The goal of this tutorial is to:

  • Introduce you to text classification with Zero-Shot Learning

  • learn to write custom python functions to evaluate our model

  • Get your hands dirty with coding experiments to improve our model performance.

Along the way, we will go through the Forte pipeline and learn how well it integrates with other third-party libraries like HuggingFace and NLTK.

Before looking at this tutorial, we first need to appreciate the broad scope of this topic.

Introduction

In general, most machine learning-based modeling involves these three important steps :

  • Data gathering and processing

  • Modeling

  • Evaluation

However, the gathered data is very low to train a deep neural network(DNN) model in some cases. In such cases, we generally use a pre-trained DNN model trained on some large dataset, and then we ‘fine-tune’ the model on our dataset. This kind of modeling is called transfer learning. And Zero-Shot text classification is an extreme example of transfer learning, where the model tries to classify without any fine-tuning on a single data. This kind of model uses the similarity between the input text and label name to decide the class based on the highest similarity score. So this method does not need any labeled data. Well-defined Label names are sufficient to achieve good performance.

Dataset

For this tutorial, we will be using a subset of the publicly available amazon review sentiment ARS dataset. Let’s do some exploration of our sample data. You can also use the complete dataset by downloading it from the link above.

Data Visualization

We will use the Pandas library to read the CSV file and visualize the input data. There are three columns in the input CSV file.

  • Labels with value 1 are considered Negative, and value 2 are considered Positive.

  • Title as a short title to the review.

  • Body is the complete description of the review.

We can use either of them as our text input to build our classifier.

[1]:
import pandas as pd
# if you want to change your input file, you can change it below.
csv_path = "../../data_samples/amazon_review_polarity_csv/amazon_sample_20.csv"
# to use the full width of the notebook, lets set the columnwidth to 150
pd.set_option('display.max_colwidth', 130)
df=pd.read_csv(csv_path)
print('size of the data : ',df.shape)
df.sample(5)
size of the data :  (20, 3)
[1]:
label Title Body_Description
6 2 Great Music I generally hate it when singers attempt to sing '60's and '70's Motown that were not a part of the Organization during that e...
11 1 Useful but Advanced Tech. for Java Developers is better. Advanced Tech. for Java Developers contains in one chapter what this book drags out. But ATFJD also gives you good info on Bea...
7 1 Dont order from worldofbookusa! It has been a month since I ordered this book from worldofbookusa and I still have not received it. I'm sure the book is great...
0 1 One year on and overheated and failed Fine until a year later the mouse pointer stopping and starting on the screen. I noticed the hub was hot, unplugged and let it...
10 1 Worst Logitech mouse ever. Save your $ for a nicer model Save your money and buy a better Logitech mouse than this. They should be embarrassed at the LOW quality of this mouse. The ba...

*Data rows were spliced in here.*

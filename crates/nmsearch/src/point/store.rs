//! Point cache with validated arena handles.
//!
//! Purpose
//! - Own every evaluated point for the lifetime of an optimization run and hand
//!   out `PointId` handles instead of references.
//!
//! Why this design
//! - A handle carries the slot generation; once a point is purged its old
//!   handles fail with `StoreError::Purged` instead of aliasing a newer point.
//! - Lookups are linear scans. Caches of a blackbox run stay small (every entry
//!   cost one expensive evaluation), so an index structure is not needed.

use nalgebra::DVector;
use serde::{Deserialize, Serialize};
use thiserror::Error;

use super::types::EvalPoint;

/// Relative tolerance used to decide that two coordinate vectors are the same point.
pub(crate) const SAME_POINT_EPS: f64 = 1e-13;

/// Arena handle into a [`Cache`].
#[derive(Clone, Copy, Debug, PartialEq, Eq, Hash, PartialOrd, Ord, Serialize, Deserialize)]
pub struct PointId {
    pub index: u32,
    pub generation: u32,
}

/// Errors raised when resolving a handle.
#[derive(Clone, Copy, Debug, PartialEq, Eq, Error)]
pub enum StoreError {
    #[error("point {0:?} was purged from the cache")]
    Purged(PointId),
    #[error("point {0:?} does not belong to this cache")]
    Unknown(PointId),
}

/// Read access to evaluated points.
pub trait PointStore {
    /// Resolve a handle.
    fn get(&self, id: PointId) -> Result<&EvalPoint, StoreError>;

    /// Live points inside the box `|x_i - center_i| <= radius_i`, in insertion order.
    fn nearby(&self, center: &DVector<f64>, radius: &DVector<f64>) -> Vec<PointId>;
}

#[derive(Clone, Debug)]
struct Slot {
    generation: u32,
    point: Option<EvalPoint>,
}

/// In-memory point cache.
#[derive(Clone, Debug, Default)]
pub struct Cache {
    slots: Vec<Slot>,
    free: Vec<u32>,
    next_tag: u64,
    live: usize,
}

impl Cache {
    pub fn new() -> Self {
        Self::default()
    }

    #[inline]
    pub fn len(&self) -> usize {
        self.live
    }

    #[inline]
    pub fn is_empty(&self) -> bool {
        self.live == 0
    }

    /// Store a point and assign it the next creation tag.
    pub fn insert(&mut self, mut point: EvalPoint) -> PointId {
        point.tag = self.next_tag;
        self.next_tag += 1;
        self.live += 1;
        if let Some(index) = self.free.pop() {
            let slot = &mut self.slots[index as usize];
            slot.point = Some(point);
            return PointId {
                index,
                generation: slot.generation,
            };
        }
        let index = self.slots.len() as u32;
        self.slots.push(Slot {
            generation: 0,
            point: Some(point),
        });
        PointId {
            index,
            generation: 0,
        }
    }

    /// Remove a point; its handle (and copies of it) become stale.
    pub fn purge(&mut self, id: PointId) -> Result<EvalPoint, StoreError> {
        let slot = self
            .slots
            .get_mut(id.index as usize)
            .ok_or(StoreError::Unknown(id))?;
        if slot.generation != id.generation || slot.point.is_none() {
            return Err(StoreError::Purged(id));
        }
        let point = slot.point.take().ok_or(StoreError::Purged(id))?;
        slot.generation = slot.generation.wrapping_add(1);
        self.free.push(id.index);
        self.live -= 1;
        Ok(point)
    }

    /// Existing point at the same coordinates, if any.
    pub fn find(&self, x: &DVector<f64>) -> Option<PointId> {
        self.iter()
            .find(|(_, p)| same_point(&p.x, x))
            .map(|(id, _)| id)
    }

    /// Live points with their handles, in slot order.
    pub fn iter(&self) -> impl Iterator<Item = (PointId, &EvalPoint)> + '_ {
        self.slots.iter().enumerate().filter_map(|(i, slot)| {
            slot.point.as_ref().map(|p| {
                (
                    PointId {
                        index: i as u32,
                        generation: slot.generation,
                    },
                    p,
                )
            })
        })
    }
}

impl PointStore for Cache {
    fn get(&self, id: PointId) -> Result<&EvalPoint, StoreError> {
        let slot = self
            .slots
            .get(id.index as usize)
            .ok_or(StoreError::Unknown(id))?;
        if slot.generation != id.generation {
            return Err(StoreError::Purged(id));
        }
        slot.point.as_ref().ok_or(StoreError::Purged(id))
    }

    fn nearby(&self, center: &DVector<f64>, radius: &DVector<f64>) -> Vec<PointId> {
        let mut ids: Vec<(u64, PointId)> = self
            .iter()
            .filter(|(_, p)| {
                p.x.len() == center.len()
                    && p.x
                        .iter()
                        .zip(center.iter())
                        .zip(radius.iter())
                        .all(|((xi, ci), ri)| (xi - ci).abs() <= *ri)
            })
            .map(|(id, p)| (p.tag, id))
            .collect();
        ids.sort_by_key(|(tag, _)| *tag);
        ids.into_iter().map(|(_, id)| id).collect()
    }
}

/// Coordinate equality up to `SAME_POINT_EPS` (relative to the magnitude).
pub(crate) fn same_point(a: &DVector<f64>, b: &DVector<f64>) -> bool {
    a.len() == b.len()
        && a.iter()
            .zip(b.iter())
            .all(|(x, y)| (x - y).abs() <= SAME_POINT_EPS * x.abs().max(y.abs()).max(1.0))
}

Let’s also check the class balance of the data by using groupby and count functions in pandas. The sample data is unbalanced significantly, so even if our model predicts label ‘1’ for any input, our accuracy will be 14/(14+6) = 70%. So the base accuracy of our model should be at least greater than 70%.

[2]:
dfc=df.groupby('label').count()
print(dfc)
dfc.plot(kind='bar').legend(loc=1)
       Title  Body_Description
label
1         14                14
2          6                 6
[2]:
<matplotlib.legend.Legend at 0x14f3dd261310>
../_images/notebook_tutorial_zero_shot_text_classification_6_2.png

Let’s print two random samples from the Body_Description column. We can find that the text sample has multiple sentences. So we will split each text sample into individual sentences using NLTKSentenceSegmenter.

[3]:
print('sample A : \n',df['Body_Description'][11],'\n')
print('sample B : \n',df['Body_Description'][15])
sample A :
 Advanced Tech. for Java Developers contains in one chapter what this book drags out. But ATFJD also gives you good info on Beans, Servlets, JNI ... . If some one gives you a copy of Java RMI you will get something out of it, but buy the other one. I bought both (sigh).

sample B :
 Got this movie as part of a box set. Best thing about the movie is that it is less than 90 minutes long.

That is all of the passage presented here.